The head of one of the nation’s largest Medicaid health insurers rebuked both his colleagues and Health and Human Services Secretary Kathleen Sebelius this week over a mounting flap regarding the imposition of large premium increases prior to healthcare exchanges becoming operative in 2014.
“It makes sense that many of these plans will try and reset their rates with 18% annual premium increases now, because it is much likelier that after reform is implemented, they will be getting 3% or 4% increases,” J. Mario Molina, M.D., told the California Conference of the Healthcare Financial Management Associationin a sometimes brutally frank speech in Long Beach on Monday.
Most officials with commercial healthcare plans had denied such a strategy, telling enrollees any rate increases they sought were coupled to the higher cost of delivering healthcare in a post- reform environment. This has also been the position of the influential America’s Health Insurance Plans lobby. Molina, who is chief executive officer of for-profit Long Beach-based Molina Healthcare, sits on the AHIP board of directors.

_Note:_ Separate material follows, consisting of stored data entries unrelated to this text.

//! WS-Discovery probing for ONVIF network video transmitters.

use std::net::{Ipv4Addr, SocketAddr, SocketAddrV4};
use std::time::Duration;

use indexmap::IndexMap;
use percent_encoding::percent_decode_str;
use roxmltree::Node;
use tokio::net::UdpSocket;
use tokio::time::{Instant, timeout_at};
use tracing::{debug, warn};
use url::Url;

use crate::device_service::{DeviceDescriptor, ServiceError};

use super::ONVIF_TARGET;
use super::xml;

/// WS-Discovery multicast group and port.
pub const DISCOVERY_MULTICAST: SocketAddr =
    SocketAddr::V4(SocketAddrV4::new(Ipv4Addr::new(239, 255, 255, 250), 3702));

const SCOPE_PREFIX: &str = "onvif://www.onvif.org/";
const RECEIVE_BUFFER: usize = 64 * 1024;

/// Sends one probe and collects matches until `window` elapses.
///
/// Duplicate answers from the same endpoint are collapsed; the first wins.
pub(super) async fn probe(window: Duration) -> Result<Vec<DeviceDescriptor>, ServiceError> {
    let socket = UdpSocket::bind((Ipv4Addr::UNSPECIFIED, 0)).await?;
    let message_id = format!("uuid:{}", random_uuid());
    socket
        .send_to(probe_message(&message_id).as_bytes(), DISCOVERY_MULTICAST)
        .await?;
    debug!(target: ONVIF_TARGET, %message_id, ?window, "probe sent");

    let deadline = Instant::now() + window;
    let mut buffer = vec![0_u8; RECEIVE_BUFFER];
    let mut found = IndexMap::<String, DeviceDescriptor>::new();
    while let Ok(received) = timeout_at(deadline, socket.recv_from(&mut buffer)).await {
        let (length, peer) = match received {
            Ok(received) => received,
            Err(error) => {
                warn!(target: ONVIF_TARGET, %error, "probe receive failed");
                continue;
            }
        };
        let payload = String::from_utf8_lossy(buffer.get(..length).unwrap_or_default());
        match parse_probe_matches(&payload) {
            Ok(matches) => {
                for descriptor in matches {
                    found.entry(descriptor.urn.clone()).or_insert(descriptor);
                }
            }
            Err(error) => debug!(target: ONVIF_TARGET, %peer, %error, "ignoring probe reply"),
        }
    }
    Ok(found.into_values().collect())
}

fn probe_message(message_id: &str) -> String {
    format!(
        concat!(
            r#"<?xml version="1.0" encoding="UTF-8"?>"#,
            r#"<s:Envelope xmlns:s="http://www.w3.org/2003/05/soap-envelope" "#,
            r#"xmlns:a="http://schemas.xmlsoap.org/ws/2004/08/addressing" "#,
            r#"xmlns:d="http://schemas.xmlsoap.org/ws/2005/04/discovery" "#,
            r#"xmlns:dn="http://www.onvif.org/ver10/network/wsdl">"#,
            "<s:Header>",
            r#"<a:Action s:mustUnderstand="1">http://schemas.xmlsoap.org/ws/2005/04/discovery/Probe</a:Action>"#,
            "<a:MessageID>{message_id}</a:MessageID>",
            "<a:ReplyTo><a:Address>http://schemas.xmlsoap.org/ws/2004/08/addressing/role/anonymous</a:Address></a:ReplyTo>",
            r#"<a:To s:mustUnderstand="1">urn:schemas-xmlsoap-org:ws:2005:04:discovery</a:To>"#,
            "</s:Header>",
            "<s:Body><d:Probe><d:Types>dn:NetworkVideoTransmitter</d:Types></d:Probe></s:Body>",
            "</s:Envelope>"
        ),
        message_id = message_id,
    )
}

/// RFC 4122 version 4 identifier from random bytes.
fn random_uuid() -> String {
    let mut bytes: [u8; 16] = rand::random();
    bytes[6] = (bytes[6] & 0x0f) | 0x40;
    bytes[8] = (bytes[8] & 0x3f) | 0x80;
    let hex: String = bytes.iter().map(|byte| format!("{byte:02x}")).collect();
    format!(
        "{}-{}-{}-{}-{}",
        hex.get(0..8).unwrap_or_default(),
        hex.get(8..12).unwrap_or_default(),
        hex.get(12..16).unwrap_or_default(),
        hex.get(16..20).unwrap_or_default(),
        hex.get(20..32).unwrap_or_default(),
    )
}

/// Extracts every `ProbeMatch` in a reply.
pub(super) fn parse_probe_matches(payload: &str) -> Result<Vec<DeviceDescriptor>, ServiceError> {
    let document = xml::parse(payload)?;
    let descriptors = document
        .descendants()
        .filter(|node| node.has_tag_name("ProbeMatch"))
        .filter_map(|node| match descriptor_from_match(node) {
            Ok(descriptor) => Some(descriptor),
            Err(error) => {
                debug!(target: ONVIF_TARGET, %error, "skipping probe match");
                None
            }
        })
        .collect();
    Ok(descriptors)
}

fn descriptor_from_match(node: Node<'_, '_>) -> Result<DeviceDescriptor, ServiceError> {
    let urn = xml::path(node, &["EndpointReference", "Address"])
        .map(xml::text)
        .filter(|urn| !urn.is_empty())
        .ok_or_else(|| ServiceError::parse("probe match without endpoint reference"))?;
    let list = |name: &str| -> Vec<String> {
        xml::child_text(node, name)
            .map(|value| value.split_whitespace().map(str::to_owned).collect())
            .unwrap_or_default()
    };
    let service_addresses = list("XAddrs");
    let scopes = list("Scopes");
    let first = service_addresses
        .first()
        .ok_or_else(|| ServiceError::parse(format!("probe match {urn} has no XAddrs")))?;
    let address = host_of(first)?;

    Ok(DeviceDescriptor {
        name: scope_value(&scopes, "name"),
        hardware: scope_value(&scopes, "hardware"),
        location: scope_value(&scopes, "location"),
        types: list("Types"),
        urn,
        address,
        service_addresses,
        scopes,
    })
}

fn host_of(service_address: &str) -> Result<String, ServiceError> {
    Url::parse(service_address)
        .ok()
        .and_then(|url| url.host_str().map(str::to_owned))
        .ok_or_else(|| ServiceError::InvalidAddress {
            address: service_address.to_owned(),
        })
}

/// Last path segment of the first `onvif://www.onvif.org/<kind>/...` scope.
fn scope_value(scopes: &[String], kind: &str) -> String {
    scopes
        .iter()
        .filter_map(|scope| scope.strip_prefix(SCOPE_PREFIX))
        .find(|rest| rest.split('/').next() == Some(kind))
        .and_then(|rest| rest.rsplit('/').next())
        .map(|segment| percent_decode_str(segment).decode_utf8_lossy().into_owned())
        .unwrap_or_default()
}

Earlier this month Sebelius sent a letter to AHIP Executive DirectorKaren Ignagni asking that health plans tone down their rhetoric linking reform to cost increases, or possibly be excluded from the exchanges.
“I found that very disturbing, and a violation of our First Amendment rights,” Molina said. In an interview immediately after the speech, Molina suggested that Sebelius’ threat about the exchanges was an empty one, reflective of Washington’s fractious political environment.
But in Wednesday’s interview, Molina said he believed many insurers that sought rate increases may have damaged their already fragile public images.
He noted that recent rate increases averaging 16% received by Anthem Blue Cross, Health Net and Aetna for individual policyholders in California, although approved by California Insurance Commissioner Steve Poizner and therefore justifiable, were not necessarily prudent.
“In some respects, strategically, and politically, going after the rate increases was a mistake,” he said. “It might be a good idea (from a financial standpoint), but you need to be strategic and think long-term and maybe take a loss for a year.” Molina’s own publicly-traded plan, which covers 1.2 million Medi-Cal and Medicaid enrollees in 10 states, mostly have its rates set based on reimbursements states receive from the federal government.
It’s that difference between the structure of Molina Healthcare and commercial health plans that has enabled Molina to make such statements about his colleagues, according to industry observers.
“Their business model is so different from Blue Cross that Molina can be independent. They’re not restricted,” said Judy Dugan, research director for Consumer Watchdog, a Santa Monica- based consumer advocacy group. An AHIP spokesman did not immediately respond to a request to comment on Molina’s remarks.
Molina made some other pointed remarks to the HFMA audience, including a recollection from 2008 that White House Chief of Staff Rahm Emanuel, while still a member of Congress, had made a profanity-laced presentation to officials from AHIP that the Obama Administration would implement reform without their input. “I hope Emanuel leaves soon to become mayor of Chicago,” Molina said, later adding that “zealots” within the Obama Administration implemented healthcare reform.